Docker-machine on digitalocean does not wait long enough (and leaves a zombie machine)

Summary

Gitlab-runner using docker-machine on digitalocean has ceased functioning.

Steps to reproduce

Setup gitlab runner on digital ocean using a ubuntu-18 or 20 base image. Start a job, watch the journalctl of gitab-runner. Use the most recent gitlab version of docker-machine and gitlab-runner:

root@gitlab-runner-bastion:~# gitlab-runner --version
Version:      13.6.0
Git revision: 8fa89735
Git branch:   13-6-stable
GO version:   go1.13.8
Built:        2020-11-21T06:16:31+0000
OS/Arch:      linux/amd64
root@gitlab-runner-bastion:~# docker-machine --version
docker-machine version 0.16.2-gitlab.8, build 38aad0d2

Actual behavior

Gitlab runner uses docker-machine to start a new machine. It creates a droplet, waits for ssh, copies over certificates, restarts the target docker, tries to connect to the target docker and fails with:

Dec 10 01:42:45 gitlab-runner-bastion gitlab-runner[24609]: ERROR: Error creating machine: Error running provisioning: Unable to verify the Docker daemon is listening: Maximum number of retries (10) exceeded  driver=digitalocean name=runner-qemdeozz-gitlab-runner-autoscale-1607564407-6a33de96 operation=create

That's the old gitlab-runner message. The new gitlab runner seems to not have that message anymore but everything else is the same around it:

er-qemdeozz-gitlab-runner-autoscale-1607565422-37d6ce51 operation=create
Dec 10 01:59:24 gitlab-runner-bastion gitlab-runner[25328]: Setting Docker configuration on the remote daemon...  driver=digitalocean name=runner-qemdeozz-gitlab-runner-autoscale-1607565422-37d6ce51 operation=create
Dec 10 02:00:07 gitlab-runner-bastion gitlab-runner[25328]: WARNING: Problem while reading command output       error=read |0: file already closed

The machine remains up (costing money!) and gitlab-runner tries to start another machine.
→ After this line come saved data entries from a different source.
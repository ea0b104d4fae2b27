use crate::error::DilutionError;
use dilution_schemas::mixing::MixingMatrix;

/// Sizes of the experiment and the per-well volume of each drug solution.
#[derive(Debug, Clone, Copy, PartialEq)]
pub struct PlanMetrics {
    pub num_drugs: usize,
    pub num_mixtures: usize,
    /// Lowest coded level observed anywhere in the matrix, absence included.
    pub min_dose_level: u32,
    pub max_dose_level: u32,
    pub base_volume: f64,
}

/// Derives experiment sizes and the base volume
/// `assay_volume * replicates * (1 + safety_margin) / num_drugs`.
///
/// Every drug co-occupying a well gets an equal share of the assay volume.
pub fn derive_metrics(
    mixing: &MixingMatrix,
    replicates: u32,
    assay_volume: f64,
    safety_margin: f64,
) -> Result<PlanMetrics, DilutionError> {
    if replicates == 0 {
        return Err(DilutionError::InvalidConfiguration(
            "number of replicates must be positive".to_string(),
        ));
    }
    if !assay_volume.is_finite() || assay_volume <= 0.0 {
        return Err(DilutionError::InvalidConfiguration(format!(
            "assay volume must be positive, got {}",
            assay_volume
        )));
    }
    if !safety_margin.is_finite() || safety_margin < 0.0 {
        return Err(DilutionError::InvalidConfiguration(format!(
            "safety margin must be a non-negative fraction, got {}",
            safety_margin
        )));
    }
    let num_drugs = mixing.num_drugs();
    if num_drugs == 0 {
        return Err(DilutionError::InvalidConfiguration(
            "the mixing matrix lists no drugs".to_string(),
        ));
    }
    let num_mixtures = mixing.num_mixtures();
    if num_mixtures == 0 {
        return Err(DilutionError::InvalidConfiguration(
            "the mixing matrix lists no mixtures".to_string(),
        ));
    }

    let cells = mixing.levels.iter().flatten().copied();
    let min_dose_level = cells.clone().min().unwrap_or(0);
    let max_dose_level = cells.max().unwrap_or(0);

    let base_volume =
        assay_volume * f64::from(replicates) * (1.0 + safety_margin) / num_drugs as f64;

    Ok(PlanMetrics {
        num_drugs,
        num_mixtures,
        min_dose_level,
        max_dose_level,
        base_volume,
    })
}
Docker-machine agrees the target docker isn't up:

$ docker-machine ls
runner-XXXXX-gitlab-runner-autoscale-XXXXX   -        digitalocean   Running   tcp://XXX.XXX.XXX.XXX:2376           Unknown   Unable to query docker version: Cannot connect to the docker engine endpoint

But if we wait one more minute then the target docker does come up!

runner-qemdeozz-gitlab-runner-autoscale-1607564842-fdee4eda   -        digitalocean   Running   tcp://104.131.182.250:2376           v20.10.0

And now it just sits there, costing money while gitlab-runner starts up yet another machine it will abandon.

Expected behavior

gitlab-runner waits long enough, or allows for a parameter.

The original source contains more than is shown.